Silver, of Unite Here Local 23 D.C., Toledo of Local 355 in Miami and Golden of Local 1 in Chicago are just three of 21,000 workers for companies that provide millions of pre-cooked meals which Delta, United and American Airlines feed to their passengers every day.
And the workers are getting paid peanuts for doing so – so much so that in airport hubs coast to coast, the workers, all members of Unite Here locals, are ready to walk. At the D.C. hub for American, 100% of the 156 voters endorsed the strike. At American’s headquarters hub in Dallas it was 99.3% of 900. Voting at the other hubs runs through June 20.
They have good reason. Toledo makes only $12.45 an hour, while Silver says “we want $15 an hour, better health care, and a pension.” American, through its food subcontractor, SkyChef – the workers’ actual employer – is offering them 30-cents-an-hour raises for each of the next two years, to bring their pay to just over $13. No pension, no health care, either.
The airline food service workers toil for the Flying Food Group, Gate Gourmet, LSG Sky Chefs, which serve American and Delta, and United’s own catering firm. But the caterers take their cues from the carriers. And the carriers refuse to pay the workers a living wage.
In that way, the airline food service workers are the latest group of lowest-paid workers from coast to coast who have become fed up, sometimes literally, and become part of the nationwide “$15 and a union” campaign. Others include fast food workers – who started it – warehouse workers, port truckers, adjunct professors and retail workers.
Those workers also toil from coast to coast, a point that also comes home in Unite Here’s talks with the three big U.S. carriers.
Besides the strike authorization votes in D.C. and Dallas, bargaining – with federal mediation — is occurring in New York, Philadelphia, Boston, Los Angeles, Phoenix Miami, Seattle-Tacoma, Los Angeles, the Twin Cities, Detroit, Atlanta, San Francisco and Denver.
If there’s no pact, the D.C. workers will conduct informational picketing at 4 pm June 19 at the American Airlines terminal at National Airport, while the others will do so elsewhere on July 3.
But the talks are with the food firms, who get every penny of their payment from the three carriers. The airlines should be at the bargaining table, Local 23 spokesman Adam Yalowitz said.
The AFL-CIO thinks so, too. When the Local 23 workers took their strike authorization vote on June 11, federation Secretary-Treasurer Liz Shuler came by to pledge labor’s unanimous support. Labor, Shuler said, “will be completely behind you.”
The airline food workers are also part of Unite Here’s long “One Job Should Be Enough” campaign among low-wage hotel, restaurant and, now, airline catering workers nationwide. “We want to send that message” to the three big airlines, Silver said.
The average airline catering worker makes under $15 an hour, and so do most of her colleagues, she adds. Combined, United, Delta and American earned $7.8 billion in profits last year and $50 billion in the last five years.
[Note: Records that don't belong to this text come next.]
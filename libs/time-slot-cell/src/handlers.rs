use std::sync::Arc;

use axum::{
    extract::{Path, State},
    http::StatusCode,
    Json,
};
use axum_extra::TypedHeader;
use headers::{authorization::Bearer, Authorization};
use serde_json::{json, Value};
use uuid::Uuid;

use shared_models::error::AppError;
use shared_utils::extractor::caller_identity;

use crate::models::{
    BoardResponse, CreateBoardRequest, SelectDateRequest, SelectDepartmentRequest, TimePoint,
    ToggleResponse,
};
use crate::services::registry::TimeSlotState;

type BearerHeader = Option<TypedHeader<Authorization<Bearer>>>;

#[axum::debug_handler]
pub async fn list_departments(
    State(state): State<Arc<TimeSlotState>>,
    auth: BearerHeader,
) -> Result<Json<Value>, AppError> {
    let identity = caller_identity(auth);
    let directory = state.registry.departments(identity.as_ref()).await;

    Ok(Json(json!({
        "departments": directory.departments(),
        "total": directory.departments().len()
    })))
}

#[axum::debug_handler]
pub async fn create_board(
    State(state): State<Arc<TimeSlotState>>,
    auth: BearerHeader,
    Json(request): Json<CreateBoardRequest>,
) -> Result<(StatusCode, Json<BoardResponse>), AppError> {
    let (board_id, board, refresh) = state
        .registry
        .create(caller_identity(auth), request)
        .await?;

    let board = board.lock().await;
    Ok((
        StatusCode::CREATED,
        Json(BoardResponse {
            board: board.view(board_id),
            refresh: Some(refresh),
            commit: None,
        }),
    ))
}

#[axum::debug_handler]
pub async fn get_board(
    State(state): State<Arc<TimeSlotState>>,
    Path(board_id): Path<Uuid>,
) -> Result<Json<BoardResponse>, AppError> {
    let board = state.registry.get(board_id).await?;
    let board = board.lock().await;

    Ok(Json(BoardResponse {
        board: board.view(board_id),
        refresh: None,
        commit: None,
    }))
}

#[axum::debug_handler]
pub async fn select_department(
    State(state): State<Arc<TimeSlotState>>,
    Path(board_id): Path<Uuid>,
    auth: BearerHeader,
    Json(request): Json<SelectDepartmentRequest>,
) -> Result<Json<BoardResponse>, AppError> {
    let board = state.registry.get(board_id).await?;
    let mut board = board.lock().await;
    board.set_identity(caller_identity(auth));
    state.registry.refresh_directory(&mut board).await;

    let refresh = board.select_department(request.department_id).await?;

    Ok(Json(BoardResponse {
        board: board.view(board_id),
        refresh: Some(refresh),
        commit: None,
    }))
}

#[axum::debug_handler]
pub async fn select_date(
    State(state): State<Arc<TimeSlotState>>,
    Path(board_id): Path<Uuid>,
    auth: BearerHeader,
    Json(request): Json<SelectDateRequest>,
) -> Result<Json<BoardResponse>, AppError> {
    let board = state.registry.get(board_id).await?;
    let mut board = board.lock().await;
    board.set_identity(caller_identity(auth));

    let refresh = board.select_date(request.date).await?;

    Ok(Json(BoardResponse {
        board: board.view(board_id),
        refresh: Some(refresh),
        commit: None,
    }))
}

#[axum::debug_handler]
pub async fn refresh_board(
    State(state): State<Arc<TimeSlotState>>,
    Path(board_id): Path<Uuid>,
    auth: BearerHeader,
) -> Result<Json<BoardResponse>, AppError> {
    let board = state.registry.get(board_id).await?;
    let mut board = board.lock().await;
    board.set_identity(caller_identity(auth));

    let refresh = board.refresh().await?;

    Ok(Json(BoardResponse {
        board: board.view(board_id),
        refresh: Some(refresh),
        commit: None,
    }))
}

#[axum::debug_handler]
pub async fn toggle_slot(
    State(state): State<Arc<TimeSlotState>>,
    Path((board_id, time)): Path<(Uuid, String)>,
) -> Result<Json<ToggleResponse>, AppError> {
    let time: TimePoint = time.parse()?;

    let board = state.registry.get(board_id).await?;
    let mut board = board.lock().await;
    let slot = board.toggle(time)?;

    Ok(Json(ToggleResponse {
        slot,
        staging: board.grid().staging_entries(),
    }))
}

#[axum::debug_handler]
pub async fn commit_board(
    State(state): State<Arc<TimeSlotState>>,
    Path(board_id): Path<Uuid>,
    auth: BearerHeader,
) -> Result<Json<BoardResponse>, AppError> {
    let board = state.registry.get(board_id).await?;
    let mut board = board.lock().await;
    board.set_identity(caller_identity(auth));

    let commit = board.commit().await?;

    Ok(Json(BoardResponse {
        board: board.view(board_id),
        refresh: None,
        commit: Some(commit),
    }))
}

#[axum::debug_handler]
pub async fn close_board(
    State(state): State<Arc<TimeSlotState>>,
    Path(board_id): Path<Uuid>,
) -> Result<StatusCode, AppError> {
    state.registry.remove(board_id).await?;
    Ok(StatusCode::NO_CONTENT)
}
The carriers can afford to give their workers raises.
“The airline industry is making record profits, on the backs of deeply exploited kitchen workers who are forced to choose between paying their bills, relying on government assistance or even forfeiting medical care even while working overtime. We refuse to allow that to continue,” says Unite Here President D Taylor.
But the airline food service workers are in an unusual position. Like other airline and railroad workers, they toil in an industry where the National Mediation Board, not the National Labor Relations Board runs labor-boss relations. NMB has different rules.
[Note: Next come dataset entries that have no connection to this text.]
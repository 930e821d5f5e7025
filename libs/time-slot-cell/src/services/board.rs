use std::fmt;
use std::sync::Arc;
use std::time::Duration;

use chrono::{Days, Local, NaiveDate};
use tracing::{debug, info, warn};
use uuid::Uuid;

use shared_models::identity::CallerIdentity;

use crate::error::TimeSlotError;
use crate::models::{
    BoardView, CommitResult, DepartmentId, Exception, RefreshStatus, Reservation,
    SessionContext, Slot, TimePoint,
};
use crate::services::commit;
use crate::services::departments::DepartmentDirectory;
use crate::services::grid::{default_time_points, SlotGrid};
use crate::services::reconcile::reconcile;
use crate::services::staging;
use crate::services::store::{with_deadline, AvailabilityStore};

/// First date an operator may edit: tomorrow, by the server's local clock.
pub fn earliest_editable_date() -> NaiveDate {
    Local::now().date_naive() + Days::new(1)
}

pub fn ensure_editable(date: NaiveDate) -> Result<(), TimeSlotError> {
    let earliest = earliest_editable_date();
    if date < earliest {
        debug!("Rejecting date {} (earliest editable is {})", date, earliest);
        return Err(TimeSlotError::InvalidDate { date, earliest });
    }
    Ok(())
}

/// One operator's editing view: a grid and the context it was loaded for.
///
/// Changing department or date rebuilds the grid, which discards any staged
/// changes.
pub struct SlotBoard {
    grid: SlotGrid,
    ctx: SessionContext,
    time_points: Vec<TimePoint>,
    store: Arc<dyn AvailabilityStore>,
    directory: DepartmentDirectory,
    timeout: Duration,
}

impl fmt::Debug for SlotBoard {
    fn fmt(&self, f: &mut fmt::Formatter<'_>) -> fmt::Result {
        f.debug_struct("SlotBoard")
            .field("ctx", &self.ctx)
            .field("grid", &self.grid)
            .field("timeout", &self.timeout)
            .finish_non_exhaustive()
    }
}

impl SlotBoard {
    pub fn new(
        store: Arc<dyn AvailabilityStore>,
        directory: DepartmentDirectory,
        date: NaiveDate,
        timeout: Duration,
    ) -> Self {
        Self::with_time_points(store, directory, date, timeout, default_time_points())
    }

    pub fn with_time_points(
        store: Arc<dyn AvailabilityStore>,
        directory: DepartmentDirectory,
        date: NaiveDate,
        timeout: Duration,
        time_points: Vec<TimePoint>,
    ) -> Self {
        Self {
            grid: SlotGrid::init(&time_points),
            ctx: SessionContext::new(date),
            time_points,
            store,
            directory,
            timeout,
        }
    }

    pub fn grid(&self) -> &SlotGrid {
        &self.grid
    }

    pub fn context(&self) -> &SessionContext {
        &self.ctx
    }

    pub fn directory(&self) -> &DepartmentDirectory {
        &self.directory
    }

    pub fn set_directory(&mut self, directory: DepartmentDirectory) {
        self.directory = directory;
    }

    pub fn set_identity(&mut self, identity: Option<CallerIdentity>) {
        self.ctx.identity = identity;
    }

    pub async fn select_department(
        &mut self,
        department_id: DepartmentId,
    ) -> Result<RefreshStatus, TimeSlotError> {
        debug!("Selecting department {}", department_id);
        self.ctx.department_id = Some(department_id);
        self.grid = SlotGrid::init(&self.time_points);
        self.refresh().await
    }

    pub async fn select_date(&mut self, date: NaiveDate) -> Result<RefreshStatus, TimeSlotError> {
        ensure_editable(date)?;
        debug!("Selecting date {}", date);
        self.ctx.date = date;
        self.grid = SlotGrid::init(&self.time_points);
        self.refresh().await
    }

    /// Reloads the grid from the store, dropping any pending intent.
    ///
    /// If the store cannot be read the grid falls back to all-open and the
    /// returned status says so.
    pub async fn refresh(&mut self) -> Result<RefreshStatus, TimeSlotError> {
        let Some(department_id) = self.ctx.department_id else {
            return Ok(RefreshStatus::AwaitingDepartment);
        };

        match self.fetch_records(department_id).await {
            Ok((exceptions, reservations)) => {
                self.grid = reconcile(
                    &self.grid,
                    &exceptions,
                    &reservations,
                    department_id,
                    &self.directory,
                );
                Ok(RefreshStatus::Synced)
            }
            Err(TimeSlotError::Unavailable(reason)) => {
                warn!("Showing all slots open for department {}: {}", department_id, reason);
                self.grid = SlotGrid::init(&self.time_points);
                Ok(RefreshStatus::Degraded { reason })
            }
            Err(e) => Err(e),
        }
    }

    pub fn toggle(&mut self, time: TimePoint) -> Result<Slot, TimeSlotError> {
        staging::toggle(&mut self.grid, &self.ctx, time)
    }

    /// Commits staged changes, then re-reads the store.
    ///
    /// Entries that failed are staged again on the refreshed grid so they can
    /// be retried.
    pub async fn commit(&mut self) -> Result<CommitResult, TimeSlotError> {
        let report =
            commit::commit(&mut self.grid, &self.ctx, self.store.as_ref(), self.timeout).await?;

        let department_id = match (&report.result, self.ctx.department_id) {
            (CommitResult::NoChanges, _) | (_, None) => return Ok(report.result),
            (_, Some(department_id)) => department_id,
        };

        match self.fetch_records(department_id).await {
            Ok((exceptions, reservations)) => {
                self.grid = reconcile(
                    &self.grid,
                    &exceptions,
                    &reservations,
                    department_id,
                    &self.directory,
                );
                staging::restage(&mut self.grid, &report.failed_entries);
            }
            Err(e) => warn!("Post-commit refresh failed, keeping local state: {}", e),
        }

        info!("Commit finished: {:?}", report.result);
        Ok(report.result)
    }

    pub fn view(&self, board_id: Uuid) -> BoardView {
        BoardView {
            board_id,
            department_id: self.ctx.department_id,
            date: self.ctx.date,
            sessions: self.grid.grouped_by_session(),
            staging: self.grid.staging_entries(),
        }
    }

    async fn fetch_records(
        &self,
        department_id: DepartmentId,
    ) -> Result<(Vec<Exception>, Vec<Reservation>), TimeSlotError> {
        let identity = self.ctx.require_identity()?;
        let date = self.ctx.date;
        let store = self.store.as_ref();

        let (exceptions, reservations) = tokio::join!(
            with_deadline(self.timeout, store.list_exceptions(identity, department_id, date)),
            with_deadline(self.timeout, store.list_reservations(identity, date)),
        );

        Ok((exceptions?, reservations?))
    }
}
The top one in this case: NMB must “release” the two sides from bargaining, if they reach a deadlock, before workers and bosses can engage in “self-help”: A lockout by the bosses and a strike by the workers. As of June 7, it had made no decision in this struggle.
The struggle is more personal for workers like Silver, Toledo and Golden, a 4-year driver for 60 hours-80 hours a week between the airlines’ food service firms and American Airlines planes flying out of Chicago’s O’Hare Airport, one of the nation’s two busiest.
“The work I do benefits American Airlines — a huge, profitable airline — but I’m scared that I won’t be able to afford to pay for a doctor if either my husband or I need medical treatment. My co-workers in this industry and I have fighting for years, and we will not quit until we win what we deserve from the airline industry,” Toledo told Unite Here.
“The health coverage my job provides is frightening,” Golden said before his son was born. “I can’t afford to get sick. I can’t afford my 3-year-old daughter to get sick. When she was born, I knew that I was going to have to sacrifice either providing for her or missing her first steps, or first words. The company needs to understand our living conditions, and our struggle to survive.”